Over the past two decades rising tide levels have eroded some 300 metres from the tip of the Marshall Islands' capital Majuro. Getty

Rising sea levels have exposed skeletons of soldiers killed on the Marshall Islands during the second world war.

The islands' foreign minister Tony De Brum said high tides exposed one grave with 26 remains, which are believed to belong to Japanese troops.

Speaking on the sidelines of UN climate talks in Bonn, De Brum said: "We think they are Japanese soldiers - no broken bones, no indication of war; we think maybe suicide."

The Marshall Islands were occupied by Japanese forces until they were driven out by US forces in 1944.

Global warming has caused parts of the Pacific Ocean to rise faster than the global average, with the Marshall Islands particularly vulnerable to changes in sea levels.

Rising tide levels have eroded about 300 metres from the tip of the capital island of Majuro over the past 20 years.

The UN said the tropical western Pacific is experiencing almost four times the global average rate of sea level increases, with waters rising by up to 12mm a year between 1993 and 2009. The global average is 3.2mm a year.

The UN predicts that the global average sea level may increase by 26cm-98cm by the end of the century.

The islands, which are comprised of 26 atolls and home to around 70,000 people, have a high point of just two metres above sea level.

"These last spring tides in February to April this year have caused not just inundation and flooding of communities but have also undermined regular land, so that even the dead are affected," De Brum said.
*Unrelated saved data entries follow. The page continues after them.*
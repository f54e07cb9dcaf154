//! Tracing/logging initialization.
//!
//! Logs always go to stderr: stdout is reserved for command output.

use tracing_subscriber::EnvFilter;

use crate::LogFormat;

/// Initialize tracing/logging for the process.
///
/// Safe to call multiple times (subsequent calls are no-ops).
pub fn init(format: LogFormat) {
    let filter = EnvFilter::try_from_default_env()
        .unwrap_or_else(|_| EnvFilter::new("info"));

    let builder = tracing_subscriber::fmt()
        .with_env_filter(filter)
        .with_writer(std::io::stderr)
        .with_timer(tracing_subscriber::fmt::time::SystemTime);

    let _ = match format {
        // JSON logs + timestamps, configurable via RUST_LOG.
        LogFormat::Json => builder.json().with_target(false).try_init(),
        LogFormat::Pretty => builder.pretty().try_init(),
    };
}
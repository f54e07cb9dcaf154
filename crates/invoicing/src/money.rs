//! Whole-unit amounts and their grouped currency rendering.
//!
//! Amounts are plain integers in the smallest unit the invoice deals in; there
//! is no decimal part and no currency symbol. Rendering groups digits in
//! triples from the right, joined by `.` (`1234567` → `1.234.567`).

use core::fmt;

use serde::{Serialize, Serializer};

use invoicer_core::{DomainError, DomainResult, ValueObject};

/// Separator placed between digit groups.
pub const GROUP_SEPARATOR: char = '.';

/// Non-negative whole-unit amount.
#[derive(Debug, Clone, Copy, Default, PartialEq, Eq, PartialOrd, Ord, Hash)]
pub struct Amount(u64);

impl Amount {
    pub const ZERO: Amount = Amount(0);

    pub const fn new(value: u64) -> Self {
        Self(value)
    }

    pub const fn value(self) -> u64 {
        self.0
    }

    pub fn checked_add(self, other: Amount) -> Option<Amount> {
        self.0.checked_add(other.0).map(Amount)
    }

    pub fn checked_mul(self, factor: u64) -> Option<Amount> {
        self.0.checked_mul(factor).map(Amount)
    }
}

impl ValueObject for Amount {}

impl From<u64> for Amount {
    fn from(value: u64) -> Self {
        Self(value)
    }
}

impl TryFrom<i64> for Amount {
    type Error = DomainError;

    fn try_from(value: i64) -> Result<Self, Self::Error> {
        u64::try_from(value)
            .map(Amount)
            .map_err(|_| DomainError::InvalidCurrencyInput(value))
    }
}

/// Zero renders as `"0"`, never as an empty string.
impl fmt::Display for Amount {
    fn fmt(&self, f: &mut fmt::Formatter<'_>) -> fmt::Result {
        let digits = self.0.to_string();
        let len = digits.len();
        let mut grouped = String::with_capacity(len + len / 3);
        for (i, ch) in digits.chars().enumerate() {
            if i != 0 && (len - i) % 3 == 0 {
                grouped.push(GROUP_SEPARATOR);
            }
            grouped.push(ch);
        }
        f.pad(&grouped)
    }
}

impl Serialize for Amount {
    fn serialize<S: Serializer>(&self, serializer: S) -> Result<S::Ok, S::Error> {
        serializer.collect_str(self)
    }
}

/// Render `value` as a grouped currency string.
///
/// Negative input is rejected with [`DomainError::InvalidCurrencyInput`].
pub fn format_currency(value: i64) -> DomainResult<String> {
    Amount::try_from(value).map(|amount| amount.to_string())
}

#[cfg(test)]
mod tests {
    use super::*;
    use proptest::prelude::*;

    #[test]
    fn groups_digits_in_triples_from_the_right() {
        assert_eq!(format_currency(7).unwrap(), "7");
        assert_eq!(format_currency(999).unwrap(), "999");
        assert_eq!(format_currency(1000).unwrap(), "1.000");
        assert_eq!(format_currency(2400).unwrap(), "2.400");
        assert_eq!(format_currency(100_000).unwrap(), "100.000");
        assert_eq!(format_currency(1_234_567).unwrap(), "1.234.567");
    }

    #[test]
    fn zero_renders_as_explicit_zero() {
        assert_eq!(format_currency(0).unwrap(), "0");
        assert_eq!(Amount::ZERO.to_string(), "0");
    }

    #[test]
    fn largest_amount_is_grouped() {
        assert_eq!(Amount::new(u64::MAX).to_string(), "18.446.744.073.709.551.615");
    }

    #[test]
    fn negative_input_is_rejected() {
        let err = format_currency(-1).unwrap_err();
        assert_eq!(err, DomainError::InvalidCurrencyInput(-1));
    }

    #[test]
    fn display_respects_width_for_aligned_output() {
        assert_eq!(format!("{:>8}", Amount::new(2400)), "   2.400");
    }

    #[test]
    fn checked_arithmetic_reports_overflow() {
        assert_eq!(Amount::new(150).checked_mul(4), Some(Amount::new(600)));
        assert_eq!(Amount::new(u64::MAX).checked_add(Amount::new(1)), None);
    }

    proptest! {
        #![proptest_config(ProptestConfig {
            cases: 512,
            ..ProptestConfig::default()
        })]

        /// Property: removing the separators gives back the original digits.
        #[test]
        fn stripping_separators_round_trips(value in 0i64..=i64::MAX) {
            let formatted = format_currency(value).unwrap();
            let digits: String = formatted.chars().filter(|c| *c != GROUP_SEPARATOR).collect();
            prop_assert_eq!(digits.parse::<i64>().unwrap(), value);
        }

        /// Property: every group after the first has exactly three digits.
        #[test]
        fn inner_groups_have_three_digits(value in any::<u64>()) {
            let formatted = Amount::new(value).to_string();
            let groups: Vec<&str> = formatted.split(GROUP_SEPARATOR).collect();
            prop_assert!(!groups[0].is_empty() && groups[0].len() <= 3);
            prop_assert!(!groups[0].starts_with('0') || formatted == "0");
            for group in &groups[1..] {
                prop_assert_eq!(group.len(), 3);
            }
        }
    }
}
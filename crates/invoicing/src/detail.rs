//! Free-form invoice detail parsing.
//!
//! One line per item, tokens separated by a single space:
//!
//! ```text
//! <description words...> <quantity> <unit price>
//! ```
//!
//! The last token is the unit price, the one before it the quantity, and
//! everything earlier (rejoined with single spaces) the description. A
//! malformed line rejects the whole blob; no line is ever skipped from the
//! total.

use serde::Serialize;

use invoicer_core::{DomainError, DomainResult, MalformedReason, ValueObject};

use crate::money::Amount;

/// A single priced line item.
#[derive(Debug, Clone, PartialEq, Eq, Serialize)]
pub struct Item {
    number: usize,
    description: String,
    quantity: u64,
    unit_price: Amount,
    total_price: Amount,
}

impl Item {
    /// 1-based position among the parsed items.
    pub fn number(&self) -> usize {
        self.number
    }

    pub fn description(&self) -> &str {
        &self.description
    }

    pub fn quantity(&self) -> u64 {
        self.quantity
    }

    pub fn unit_price(&self) -> Amount {
        self.unit_price
    }

    /// `quantity × unit_price`.
    pub fn total_price(&self) -> Amount {
        self.total_price
    }
}

impl ValueObject for Item {}

/// Ordered items plus their grand total.
///
/// Invariant: `grand_total` equals the sum of every item's total. It is only
/// ever computed by [`parse_details`], never set.
#[derive(Debug, Clone, Default, PartialEq, Eq, Serialize)]
pub struct ParseResult {
    items: Vec<Item>,
    grand_total: Amount,
}

impl ParseResult {
    pub fn items(&self) -> &[Item] {
        &self.items
    }

    pub fn grand_total(&self) -> Amount {
        self.grand_total
    }

    pub fn is_empty(&self) -> bool {
        self.items.is_empty()
    }

    pub fn into_parts(self) -> (Vec<Item>, Amount) {
        (self.items, self.grand_total)
    }
}

impl ValueObject for ParseResult {}

/// Parse a detail blob into items and a grand total.
///
/// Lines are separated by `\n`; a trailing `\r` is tolerated. Blank lines are
/// skipped and do not consume an item number. Errors report the 1-based line
/// index in `input`, not the item number.
pub fn parse_details(input: &str) -> DomainResult<ParseResult> {
    let mut items = Vec::new();
    let mut grand_total = Amount::ZERO;

    for (index, raw) in input.split('\n').enumerate() {
        let line = index + 1;
        if raw.trim().is_empty() {
            continue;
        }

        let item = parse_line(items.len() + 1, line, raw)?;
        grand_total = grand_total
            .checked_add(item.total_price)
            .ok_or_else(|| DomainError::overflow(line))?;
        items.push(item);
    }

    Ok(ParseResult { items, grand_total })
}

fn parse_line(number: usize, line: usize, raw: &str) -> DomainResult<Item> {
    let tokens: Vec<&str> = raw.split(' ').collect();
    let n = tokens.len();
    if n < 2 {
        return Err(DomainError::malformed(
            line,
            MalformedReason::TooFewTokens { found: n },
        ));
    }

    let quantity_token = tokens[n - 2];
    let price_token = tokens[n - 1].trim_end_matches('\r');

    let quantity: u64 = quantity_token.parse().map_err(|_| {
        DomainError::malformed(
            line,
            MalformedReason::InvalidQuantity(quantity_token.to_string()),
        )
    })?;
    let unit_price: u64 = price_token.parse().map_err(|_| {
        DomainError::malformed(
            line,
            MalformedReason::InvalidUnitPrice(price_token.to_string()),
        )
    })?;

    let unit_price = Amount::new(unit_price);
    let total_price = unit_price
        .checked_mul(quantity)
        .ok_or_else(|| DomainError::overflow(line))?;

    Ok(Item {
        number,
        description: tokens[..n - 2].join(" "),
        quantity,
        unit_price,
        total_price,
    })
}
//! Plain-text invoice listing.

use std::io::{self, Write};

use invoicer_invoicing::Invoice;

const DESCRIPTION_HEADER: &str = "Description";

/// Write `invoice` as an aligned text table.
pub fn write_text(out: &mut impl Write, invoice: &Invoice) -> io::Result<()> {
    let recipient = invoice.recipient();
    writeln!(out, "Invoice {}", invoice.number())?;
    writeln!(out, "Date:     {}", invoice.date())?;
    writeln!(out, "Bill to:  {}", recipient.name)?;
    writeln!(
        out,
        "Event:    {}, {}",
        recipient.event_date, recipient.event_place
    )?;
    writeln!(out)?;

    let desc_width = invoice
        .items()
        .iter()
        .map(|item| item.description().chars().count())
        .chain([DESCRIPTION_HEADER.len()])
        .max()
        .unwrap_or(DESCRIPTION_HEADER.len());

    writeln!(
        out,
        "{:>3}  {:<desc_width$}  {:>6}  {:>14}  {:>16}",
        "#", DESCRIPTION_HEADER, "Qty", "Unit price", "Total"
    )?;
    for item in invoice.items() {
        writeln!(
            out,
            "{:>3}  {:<desc_width$}  {:>6}  {:>14}  {:>16}",
            item.number(),
            item.description(),
            item.quantity(),
            item.unit_price(),
            item.total_price()
        )?;
    }

    let label_width = 3 + 2 + desc_width + 2 + 6 + 2 + 14;
    writeln!(
        out,
        "{:>label_width$}  {:>16}",
        "Grand total",
        invoice.grand_total()
    )?;
    Ok(())
}
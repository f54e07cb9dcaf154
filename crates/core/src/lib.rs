//! `invoicer-core`: domain foundation building blocks.
//!
//! This crate contains **pure domain** primitives (no I/O, no logging setup).

pub mod error;
pub mod value_object;

pub use error::{DomainError, DomainResult, MalformedReason};
pub use value_object::ValueObject;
"There are coffins and dead people being washed away from graves, it's that serious."

De Brum urged fellow ministers to commit to cutting carbon emissions. Negotiators are aiming to reach an agreement on the text that will form the basis of a new global treaty to be signed next year.

Ministers aim to publish their carbon reduction commitments by the spring of 2015 at the latest but they have yet to reach an agreement on what should be included in the so-called nationally determined contributions.